Scrivere nell’oltrelinguaggio

proclo.jpgRicevuto l’S.O.S. di Kafka, recepisco ora un’istruzione. Essa è semplicemente un prodromo che permette di comprendere come e cosa sia il continuum vuoto a cui guardo, secondo svolte della scrittura recentemente consumatesi, ma preparate per un decennio almeno. L’istruzione è un banale commento all’opera del neoplatonico Proclo. Dice così e non augura buona fortuna:

Le concezioni dualistiche prevedono la compresenza di Due Principi opposti e irriducibili che dovrebbero spiegare tutta la realtà; le filosofie monistiche invece intendono appiattire la ricchezza del reale su un solo Principio, e per questo sono considerate riduzionistiche; la non-dualità, detta così perché si sottrae all’assolutizzazione della dualità, si sottrae anche al riduzionismo monistico, poiché riconosce vari gradi di realtà che non sono riducibili ad uno solo.

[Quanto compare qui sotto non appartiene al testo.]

use crate::cursors::Filtered;
use crate::predicate::{Not, Predicate};
use crate::sequence::Sequence;

/// Sequence combinator that keeps only the elements satisfying a predicate
#[derive(Debug, Clone)]
pub struct Filter<S, P> {
    source: S,
    predicate: P,
}

impl<S, P> Filter<S, P> {
    pub fn new(source: S, predicate: P) -> Self {
        Filter { source, predicate }
    }
}

impl<S, P> Sequence for Filter<S, P>
where
    S: Sequence,
    P: Predicate<S::Item> + Clone,
{
    type Item = S::Item;
    type Cursor = Filtered<S::Cursor, P>;

    fn cursor(&self) -> Self::Cursor {
        Filtered::new(self.source.cursor(), self.predicate.clone())
    }
}

/// Elements for which `predicate` holds, in source order
pub fn filter<S, P>(source: S, predicate: P) -> Filter<S, P>
where
    S: Sequence,
    P: Fn(&S::Item) -> bool + Clone,
{
    Filter::new(source, predicate)
}

/// Elements for which `predicate` does not hold, in source order
pub fn reject<S, P>(source: S, predicate: P) -> Filter<S, Not<P>>
where
    S: Sequence,
    P: Fn(&S::Item) -> bool + Clone,
{
    Filter::new(source, Not::new(predicate))
}

/// Split a sequence into its matching and non-matching elements
///
/// Both halves are independent lazy views over the same source; each one
/// traverses the source separately when iterated.
pub fn partition<S, P>(source: S, predicate: P) -> (Filter<S, P>, Filter<S, Not<P>>)
where
    S: Sequence + Clone,
    P: Fn(&S::Item) -> bool + Clone,
{
    (
        Filter::new(source.clone(), predicate.clone()),
        Filter::new(source, Not::new(predicate)),
    )
}

/// Extension trait to add .filter(), .reject() and .partition() methods
pub trait FilterExt: Sequence + Sized {
    fn filter<P>(self, predicate: P) -> Filter<Self, P>
    where
        P: Fn(&Self::Item) -> bool + Clone,
    {
        Filter::new(self, predicate)
    }

    fn reject<P>(self, predicate: P) -> Filter<Self, Not<P>>
    where
        P: Fn(&Self::Item) -> bool + Clone,
    {
        Filter::new(self, Not::new(predicate))
    }

    fn partition<P>(self, predicate: P) -> (Filter<Self, P>, Filter<Self, Not<P>>)
    where
        Self: Clone,
        P: Fn(&Self::Item) -> bool + Clone,
    {
        partition(self, predicate)
    }
}

impl<S> FilterExt for S where S: Sequence {}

L’Uno di cui essa tratta, infatti, non ha simili pretese: Esso figura come ospitale e sconfinata dimora, o come il filo sottile che collega la molteplicità degli enti e degli stati di esistenza, non annullando le loro differenze. Di conseguenza, il metodo della non-dualità non può che essere unitivo e non-oppositivo, aperto all’Illimitato.